Goal of the exercise:
Every line in the records below that holds the word "description" is to be copied.

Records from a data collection
^^^^

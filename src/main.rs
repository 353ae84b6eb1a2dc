use clap::{Parser, Subcommand};
use memolink::prelude::*;
use std::sync::Arc;
use tracing::warn;

// ── 命令行 ────────────────────────────────────────────────────────────────────

#[derive(Parser)]
#[command(name = "memolink", version, about = "记忆图谱同步客户端")]
struct Cli {
    /// YAML 配置文件，缺省时从环境变量读取
    #[arg(long)]
    config: Option<String>,

    #[arg(long)]
    api_url: Option<String>,

    /// 登录令牌（JWT）
    #[arg(long, env = "MEMOLINK_TOKEN", hide_env_values = true)]
    token: Option<String>,

    /// 缓存文件路径
    #[arg(long)]
    cache: Option<String>,

    /// 离线模式：不发起任何网络请求
    #[arg(long)]
    offline: bool,

    #[command(subcommand)]
    command: Command,
}

#[derive(Subcommand)]
enum Command {
    /// 列出记忆
    List {
        #[arg(long)]
        search: Option<String>,
        #[arg(long)]
        tag: Option<String>,
        /// newest | oldest | az | za
        #[arg(long, default_value = "newest")]
        sort: String,
    },
    /// 新建记忆
    Add {
        title: String,
        #[arg(long, default_value = "")]
        description: String,
        #[arg(long, default_value = "")]
        image: String,
        #[arg(long = "tag")]
        tags: Vec<String>,
        #[arg(long)]
        date: Option<String>,
    },
    /// 修改记忆
    Update {
        id: String,
        #[arg(long)]
        title: Option<String>,
        #[arg(long)]
        description: Option<String>,
        #[arg(long = "tag")]
        tags: Vec<String>,
    },
    /// 删除记忆及其连接
    Delete { id: String },
    /// 移动记忆到画布坐标
    Move { id: String, x: f64, y: f64 },
    /// 连接两条记忆
    Connect { source: String, target: String },
    /// 删除连接
    Disconnect { id: String },
    /// 加载下一页
    More,
    /// 与某条记忆相连的记忆
    Neighbors { id: String },
    /// 所有标签
    Tags,
    /// 当前用户资料
    Profile,
    /// 升级为会员
    Upgrade,
    /// 切换深色模式
    DarkMode,
    /// 清空本地数据
    Clear,
    /// 退出登录并删除本地缓存
    Logout,
}

fn parse_sort(raw: &str) -> SortOrder {
    match raw {
        "oldest" => SortOrder::DateOldest,
        "az" => SortOrder::TitleAz,
        "za" => SortOrder::TitleZa,
        _ => SortOrder::DateNewest,
    }
}

fn print_memory(memory: &Memory) {
    let tags: Vec<&str> = memory.tags.iter().map(String::as_str).collect();
    let position = memory
        .position
        .map(|p| format!(" @ ({:.0}, {:.0})", p.x, p.y))
        .unwrap_or_default();
    println!(
        "  [{}] {}{}  {}",
        memory.id,
        memory.title,
        position,
        if tags.is_empty() {
            String::new()
        } else {
            format!("#{}", tags.join(" #"))
        }
    );
}

// ── 入口 ──────────────────────────────────────────────────────────────────────

#[tokio::main]
async fn main() -> Result<()> {
    dotenv::dotenv().ok();
    let cli = Cli::parse();

    tracing_subscriber::fmt()
        .with_env_filter(
            std::env::var("RUST_LOG").unwrap_or_else(|_| "memolink=info".into()),
        )
        .init();

    let mut config = match &cli.config {
        Some(path) => ClientConfig::load(path)?,
        None => ClientConfig::from_env()?,
    };
    if let Some(api_url) = &cli.api_url {
        config.api_url = api_url.clone();
    }
    if let Some(cache) = &cli.cache {
        config.cache_path = cache.clone();
    }

    let session = match (&cli.token, cli.offline) {
        (Some(token), false) => SessionHandle::with_session(Session::from_token(token.clone())),
        (None, false) => {
            warn!("⚠️ 未提供令牌，以离线模式运行");
            SessionHandle::anonymous()
        }
        (_, true) => SessionHandle::anonymous(),
    };

    let gateway = Arc::new(HttpGateway::new(&config, session.clone())?);
    let cache = Arc::new(FileCache::new(&config.cache_path)?);
    let sync = MemorySync::builder(gateway, session)
        .cache(cache)
        .config(&config)
        .build();

    if let Err(e) = sync.bootstrap().await {
        warn!("⚠️ 远端加载失败，使用缓存数据: {e}");
    }
    let outcome = run(&sync, cli.command).await;
    sync.flush().await;
    outcome
}

async fn run(sync: &MemorySync, command: Command) -> Result<()> {
    match command {
        Command::List { search, tag, sort } => {
            let mut query = AlbumQuery::default().sort(parse_sort(&sort));
            if let Some(search) = search {
                query = query.search(search);
            }
            if let Some(tag) = tag {
                query = query.tag(tag);
            }
            let memories = sync.album(&query);
            let total = sync
                .total_count()
                .map(|n| n.to_string())
                .unwrap_or_else(|| "?".to_string());
            println!("📚 {} 条记忆（服务端共 {}）", memories.len(), total);
            for memory in &memories {
                print_memory(memory);
            }
            if sync.has_more() {
                println!("  …还有更多，使用 `memolink more` 加载");
            }
        }
        Command::Add {
            title,
            description,
            image,
            tags,
            date,
        } => {
            let mut draft = MemoryDraft::new(title).description(description).image(image);
            for tag in tags {
                draft = draft.tag(tag);
            }
            if let Some(date) = date {
                draft = draft.date(date);
            }
            let memory = sync.create(draft).await?;
            println!("✅ 已新建");
            print_memory(&memory);
        }
        Command::Update {
            id,
            title,
            description,
            tags,
        } => {
            let mut patch = MemoryPatch::default();
            if let Some(title) = title {
                patch = patch.title(title);
            }
            if let Some(description) = description {
                patch = patch.description(description);
            }
            if !tags.is_empty() {
                patch = patch.tags(tags);
            }
            if patch.is_empty() {
                println!("⏭️ 没有需要修改的字段");
                return Ok(());
            }
            let memory = sync.update(&id, patch).await?;
            println!("✅ 已修改");
            print_memory(&memory);
        }
        Command::Delete { id } => {
            sync.delete(&id).await?;
            println!("🗑️ 已删除 {}", id);
        }
        Command::Move { id, x, y } => {
            // 命令行需要等待远端结果后再退出，走普通更新路径
            let memory = sync
                .update(&id, MemoryPatch::position(Position::new(x, y)))
                .await?;
            print_memory(&memory);
        }
        Command::Connect { source, target } => match sync.connect(&source, &target).await? {
            Some(connection) => println!("🔗 已连接 [{}] {} ↔ {}", connection.id, source, target),
            None => println!("⏭️ {} 与 {} 已经相连", source, target),
        },
        Command::Disconnect { id } => {
            sync.disconnect(&id).await?;
            println!("✂️ 已删除连接 {}", id);
        }
        Command::More => {
            let appended = sync.load_more().await?;
            println!(
                "📄 新增 {} 条，当前共 {} 条{}",
                appended,
                sync.memories().len(),
                if sync.has_more() { "" } else { "（已全部加载）" }
            );
        }
        Command::Neighbors { id } => {
            let neighbors = sync.neighbors(&id);
            println!("➡️ 指向:");
            neighbors.outgoing.iter().for_each(print_memory);
            println!("⬅️ 来自:");
            neighbors.incoming.iter().for_each(print_memory);
        }
        Command::Tags => {
            for tag in sync.all_tags() {
                println!("  #{}", tag);
            }
        }
        Command::Profile => {
            let profile = sync.load_profile().await?;
            let quota = match profile.quota() {
                Some(limit) => format!("{}/{}", sync.memories().len(), limit),
                None => "不限".to_string(),
            };
            println!("👤 {} <{}>", profile.name, profile.email);
            println!("   会员: {}  条数: {}", if profile.is_premium { "是" } else { "否" }, quota);
        }
        Command::Upgrade => {
            let profile = sync.upgrade_premium().await?;
            println!("⭐ {} 已升级为会员", profile.name);
        }
        Command::DarkMode => {
            let enabled = sync.toggle_dark_mode();
            println!("🌓 深色模式: {}", if enabled { "开" } else { "关" });
        }
        Command::Clear => {
            sync.clear_all().await;
            println!("🧹 本地数据已清空");
        }
        Command::Logout => {
            if sync.logout().await.is_some() {
                println!("🚪 已退出登录");
            } else {
                println!("⏭️ 当前未登录");
            }
        }
    }
    Ok(())
}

^^^^

Expected output:
        description: String,
        description: Option<String>,
            description,
            let mut draft = MemoryDraft::new(title).description(description).image(image);
            description,
            if let Some(description) = description {
                patch = patch.description(description);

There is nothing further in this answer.